The conclusion of Huschke is this. The Licinia Lex and the Sempronia of Ti. Gracchus had only this in common, the limit of five hundred jugera and the object of providing for the poor. The Sempronia Lex touched only the Public Land, which commissioners named Triumviri, annually elected, were empowered to distinguish from private land, and they were also empowered to resume on the part of the state all the Public Land which any man held above five hundred jugera; but with a reservation in favour of the Possessors, by which reservation a son in the power of his father (filiusfamilias) was entitled to have two hundred and fifty jugera of this Public Land. The land thus resumed was to be distributed among poor citizens, who were not allowed to sell their allotments. The Sempronia, says Huschke, contained nothing about private land, nothing about the number of beasts that a man was allowed to have, nothing about the superintendence of the farms of the rich by poor free people. The Licinia on the other hand dealt with the means of acquiring land generally; it forbade any man to possess more than five hundred jugera of land of any kind; it limited the number of a man's beasts, and required a certain number of free persons

to be employed on the estates; and all this was enforced only by penalties. Further, there is no mention of Triumviri in the case of the Licinia Lex, nothing about separating Public from Private Land, nothing about the resumption of Public Land and the establishment of colonies. In short, he concludes the Sempronia was an Agrarian Law: the Licinia was a Lex de modo agri, as the extant Latin authorities term it, or the absolute limitation of property in land and live stock: the Sempronia was a political measure; the Licinia, a sumptuary law.

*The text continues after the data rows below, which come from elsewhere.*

use crate::{
    db::primitives::{CaseExpr, FilterExpr, LimitExpr, OrderDirection, OrderKey, OrderSpec},
    traits::{EntityIdentity, FieldValue},
    value::Value,
};
use serde::{Deserialize, Serialize};
use std::collections::BTreeSet;
use thiserror::Error as ThisError;

///
/// QueryError
///

#[derive(Debug, ThisError)]
pub enum QueryError {
    #[error("unknown field '{field}' (entity {entity})")]
    UnknownField { entity: &'static str, field: String },

    #[error("annotation '{name}' shadows a stored field (entity {entity})")]
    AnnotationShadowsField { entity: &'static str, name: String },

    #[error("duplicate annotation '{name}' (entity {entity})")]
    DuplicateAnnotation { entity: &'static str, name: String },
}

///
/// Access
/// Row access path: the whole entity, or an explicit identifier set.
///

#[derive(Clone, Debug, Default, Deserialize, Eq, PartialEq, Serialize)]
pub enum Access {
    #[default]
    All,
    Keys(Vec<Value>),
}

///
/// Annotation
/// A named expression attached to every returned row.
///

#[derive(Clone, Debug, Deserialize, Eq, PartialEq, Serialize)]
pub struct Annotation {
    pub name: String,
    pub expr: CaseExpr,
}

///
/// LoadQuery
///
/// Lazy query intent. Builders only record intent; nothing touches the
/// store until the intent is executed. The intent is plain serializable
/// data: callables never appear here, they are resolved eagerly by the
/// annotation pipeline before an intent is built.
///

#[derive(Clone, Debug, Default, Deserialize, Serialize)]
pub struct LoadQuery {
    pub access: Access,
    pub filter: Option<FilterExpr>,
    pub annotations: Vec<Annotation>,
    pub order: Option<OrderSpec>,
    pub window: Option<LimitExpr>,
}

impl LoadQuery {
    /// Construct an empty load query (reads all rows).
    #[must_use]
    pub fn new() -> Self {
        Self::default()
    }

    ///
    /// CONSTRUCTORS
    ///

    /// Restrict the access path to an explicit identifier set.
    #[must_use]
    pub fn keys<I>(mut self, keys: I) -> Self
    where
        I: IntoIterator,
        I::Item: FieldValue,
    {
        self.access = Access::Keys(keys.into_iter().map(FieldValue::to_value).collect());
        self
    }

    ///
    /// Refinement
    ///

    /// And-compose a filter expression onto the query.
    #[must_use]
    pub fn filter(mut self, expr: FilterExpr) -> Self {
        self.filter = Some(match self.filter.take() {
            Some(current) => current.and(expr),
            None => expr,
        });

        self
    }

    /// And-compose the negation of a filter expression.
    #[must_use]
    pub fn exclude(self, expr: FilterExpr) -> Self {
        self.filter(expr.not())
    }

    /// Attach a named annotation expression.
    #[must_use]
    pub fn annotate(mut self, name: impl Into<String>, expr: CaseExpr) -> Self {
        self.annotations.push(Annotation {
            name: name.into(),
            expr,
        });

        self
    }

    /// Append an ascending sort key on a field or annotation name.
    #[must_use]
    pub fn order_by(self, field: impl Into<String>) -> Self {
        self.order_key(OrderKey::Field(field.into()), OrderDirection::Asc)
    }

    /// Append a descending sort key on a field or annotation name.
    #[must_use]
    pub fn order_by_desc(self, field: impl Into<String>) -> Self {
        self.order_key(OrderKey::Field(field.into()), OrderDirection::Desc)
    }

    fn order_key(mut self, key: OrderKey, direction: OrderDirection) -> Self {
        self.order
            .get_or_insert_with(OrderSpec::default)
            .keys
            .push((key, direction));

        self
    }

    /// Replace any ordering with an explicit order spec.
    #[must_use]
    pub fn ordered(mut self, order: OrderSpec) -> Self {
        self.order = Some(order);
        self
    }

    /// Bound the number of returned rows.
    #[must_use]
    pub fn limit(mut self, limit: u32) -> Self {
        self.window = Some(self.window.unwrap_or_default().limit(limit));
        self
    }

    /// Skip a number of rows in the ordered result stream.
    #[must_use]
    pub fn offset(mut self, offset: u32) -> Self {
        self.window = Some(self.window.unwrap_or_default().offset(offset));
        self
    }

    ///
    /// Validation
    ///

    /// Check every referenced field name against the entity's registry:
    /// filter and order keys may name stored fields or attached
    /// annotations; case-expression probes may only name stored fields.
    pub fn validate<E: EntityIdentity>(&self) -> Result<(), QueryError> {
        let mut annotation_names = BTreeSet::new();

        for annotation in &self.annotations {
            if E::FIELDS.contains(&annotation.name.as_str()) {
                return Err(QueryError::AnnotationShadowsField {
                    entity: E::ENTITY_NAME,
                    name: annotation.name.clone(),
                });
            }
            if !annotation_names.insert(annotation.name.as_str()) {
                return Err(QueryError::DuplicateAnnotation {
                    entity: E::ENTITY_NAME,
                    name: annotation.name.clone(),
                });
            }

            Self::validate_probe::<E>(&annotation.expr)?;
        }

        if let Some(filter) = &self.filter {
            let mut result = Ok(());
            filter.for_each_clause(&mut |clause| {
                if result.is_ok() {
                    result = Self::validate_name::<E>(&clause.field, &annotation_names);
                }
            });
            result?;
        }

        if let Some(order) = &self.order {
            for (key, _) in &order.keys {
                match key {
                    OrderKey::Field(field) => {
                        Self::validate_name::<E>(field, &annotation_names)?;
                    }
                    OrderKey::Expr(expr) => Self::validate_probe::<E>(expr)?,
                }
            }
        }

        Ok(())
    }

    fn validate_name<E: EntityIdentity>(
        field: &str,
        annotations: &BTreeSet<&str>,
    ) -> Result<(), QueryError> {
        if E::FIELDS.contains(&field) || annotations.contains(field) {
            Ok(())
        } else {
            Err(QueryError::UnknownField {
                entity: E::ENTITY_NAME,
                field: field.to_string(),
            })
        }
    }

    fn validate_probe<E: EntityIdentity>(expr: &CaseExpr) -> Result<(), QueryError> {
        if E::FIELDS.contains(&expr.field.as_str()) {
            Ok(())
        } else {
            Err(QueryError::UnknownField {
                entity: E::ENTITY_NAME,
                field: expr.field.clone(),
            })
        }
    }
}
//! Runtime filter evaluation over materialized rows.
//!
//! Comparison semantics: `Null` never matches an ordering or equality
//! operator (use `IsNull`/`IsNotNull` for presence checks); ordering
//! comparisons use the canonical total order.

use crate::{
    db::{
        primitives::{Cmp, FilterClause, FilterExpr},
        response::Row,
    },
    traits::{EntityValue, FieldValues},
    value::{Value, canonical_cmp},
};
use std::cmp::Ordering;

/// Resolve a field or annotation name against a row. Annotation names
/// cannot shadow stored fields (enforced at validation), so lookup
/// order is not observable.
pub(crate) fn row_value<E: EntityValue>(row: &Row<E>, field: &str) -> Value {
    if let Some(value) = row.annotations.get(field) {
        return value.clone();
    }

    row.entity.field_value(field).unwrap_or(Value::Null)
}

pub(crate) fn filter_matches<E: EntityValue>(row: &Row<E>, expr: &FilterExpr) -> bool {
    match expr {
        FilterExpr::True => true,
        FilterExpr::False => false,
        FilterExpr::Clause(clause) => clause_matches(&row_value(row, &clause.field), clause),
        FilterExpr::And(children) => children.iter().all(|child| filter_matches(row, child)),
        FilterExpr::Or(children) => children.iter().any(|child| filter_matches(row, child)),
        FilterExpr::Not(inner) => !filter_matches(row, inner),
    }
}

fn clause_matches(lhs: &Value, clause: &FilterClause) -> bool {
    let rhs = &clause.value;

    match clause.cmp {
        Cmp::IsNull => lhs.is_null(),
        Cmp::IsNotNull => !lhs.is_null(),
        _ if lhs.is_null() || rhs.is_null() => false,
        Cmp::Eq => lhs == rhs,
        Cmp::Ne => lhs != rhs,
        Cmp::Lt => canonical_cmp(lhs, rhs) == Ordering::Less,
        Cmp::Lte => canonical_cmp(lhs, rhs) != Ordering::Greater,
        Cmp::Gt => canonical_cmp(lhs, rhs) == Ordering::Greater,
        Cmp::Gte => canonical_cmp(lhs, rhs) != Ordering::Less,
        Cmp::In => list_contains(rhs, lhs),
        Cmp::NotIn => !list_contains(rhs, lhs),
        Cmp::Contains => contains(lhs, rhs),
        Cmp::StartsWith => text_pair(lhs, rhs).is_some_and(|(l, r)| l.starts_with(r)),
        Cmp::EndsWith => text_pair(lhs, rhs).is_some_and(|(l, r)| l.ends_with(r)),
    }
}

fn list_contains(list: &Value, needle: &Value) -> bool {
    match list {
        Value::List(items) => items.contains(needle),
        _ => false,
    }
}

fn contains(lhs: &Value, rhs: &Value) -> bool {
    match (lhs, rhs) {
        (Value::Text(l), Value::Text(r)) => l.contains(r.as_str()),
        (Value::List(items), needle) => items.contains(needle),
        _ => false,
    }
}

fn text_pair<'a>(lhs: &'a Value, rhs: &'a Value) -> Option<(&'a str, &'a str)> {
    match (lhs, rhs) {
        (Value::Text(l), Value::Text(r)) => Some((l.as_str(), r.as_str())),
        _ => None,
    }
}
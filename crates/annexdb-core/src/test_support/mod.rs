//! Test scaffolding: fixture entities and seed helpers.
//! Compiled for tests (and the `test-support` feature); not used at runtime.

use crate::{
    db::Db,
    traits::{EntityIdentity, EntityValue, FieldValue, FieldValues, PropertyValues},
    types::Ulid,
    value::Value,
};
use serde::{Deserialize, Serialize};

///
/// Product
///
/// Canonical fixture entity: four stored fields plus two host-computed
/// properties (`name_length`, `margin`).
///

#[derive(Clone, Debug, Deserialize, Eq, PartialEq, Serialize)]
pub struct Product {
    pub id: Ulid,
    pub name: String,
    pub price: i64,
    pub cost: i64,
}

impl Product {
    /// Deterministic fixture row keyed by a raw u128.
    #[must_use]
    pub fn fixture(raw: u128, name: &str, price: i64, cost: i64) -> Self {
        Self {
            id: Ulid::from_u128(raw),
            name: name.to_string(),
            price,
            cost,
        }
    }

    /// Computed: characters in the product name.
    #[must_use]
    pub fn name_length(&self) -> usize {
        self.name.chars().count()
    }

    /// Computed: cost as a fraction of price.
    #[must_use]
    #[allow(clippy::cast_precision_loss)]
    pub fn margin(&self) -> f64 {
        self.cost as f64 / self.price as f64
    }
}

impl EntityIdentity for Product {
    type Key = Ulid;

    const ENTITY_NAME: &'static str = "Product";
    const PRIMARY_KEY: &'static str = "id";
    const FIELDS: &'static [&'static str] = &["id", "name", "price", "cost"];
    const PROPERTIES: &'static [&'static str] = &["margin", "name_length"];
}

impl FieldValues for Product {
    fn field_value(&self, field: &str) -> Option<Value> {
        match field {
            "id" => Some(self.id.to_value()),
            "name" => Some(self.name.clone().to_value()),
            "price" => Some(self.price.to_value()),
            "cost" => Some(self.cost.to_value()),
            _ => None,
        }
    }
}

impl PropertyValues for Product {
    fn property_value(&self, name: &str) -> Option<Value> {
        match name {
            "margin" => Some(self.margin().to_value()),
            "name_length" => Some(self.name_length().to_value()),
            _ => None,
        }
    }
}

impl EntityValue for Product {
    fn key(&self) -> Ulid {
        self.id
    }
}

/// Fresh `Db` with `Product` registered and the given rows inserted.
#[must_use]
pub fn db_with(products: &[Product]) -> Db {
    let db = Db::new();
    db.register::<Product>();

    for product in products {
        db.insert(product).expect("fixture insert");
    }

    db
}

/// The standard three-row catalog used across annotation tests:
/// name lengths 3 ("Amy"), 3 ("Bob"), 5 ("Carla").
#[must_use]
pub fn catalog() -> Vec<Product> {
    vec![
        Product::fixture(1, "Bob", 100, 40),
        Product::fixture(2, "Amy", 200, 160),
        Product::fixture(3, "Carla", 300, 60),
    ]
}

This conclusion of Huschke as to the Licinia Lex is derived from a stricter adherence to the words of the antient authorities than Niebuhr's explanation of the Licinia, a great part of which explanation is pure invention. It is on the omission of the word 'public,' when the antient authorities treat of the Licinia Lex, that Huschke's argument is founded. But the examination of the disputes about the Public Land, as reported by Livy, from the attempt of Cassius to the time of Licinius, will show any unprejudiced person that Livy thought that the law of Licinius applied to the Public Land and to nothing else, though the term Public does not occur when he mentions the provisions of the Licinia Lex. There is a remark in Livy which helps us, if not to the truth, at least to Livy's conception of the Licinia Lex. He says, the rich Romans held very little land except that which had been acquired by conquest: in fact, says Livy, Rome was planted in an enemy's country and the territory of Rome was won by the sword. Thus then, as Livy understood the matter, the rich occupied and enjoyed a large part of the Public Land, and the commonalty or the poor plebeians had from time to time their allotments; and thus practically the question of private land, the disturbance of the ownership of land, did not arise, when the Licinia Lex was enacted.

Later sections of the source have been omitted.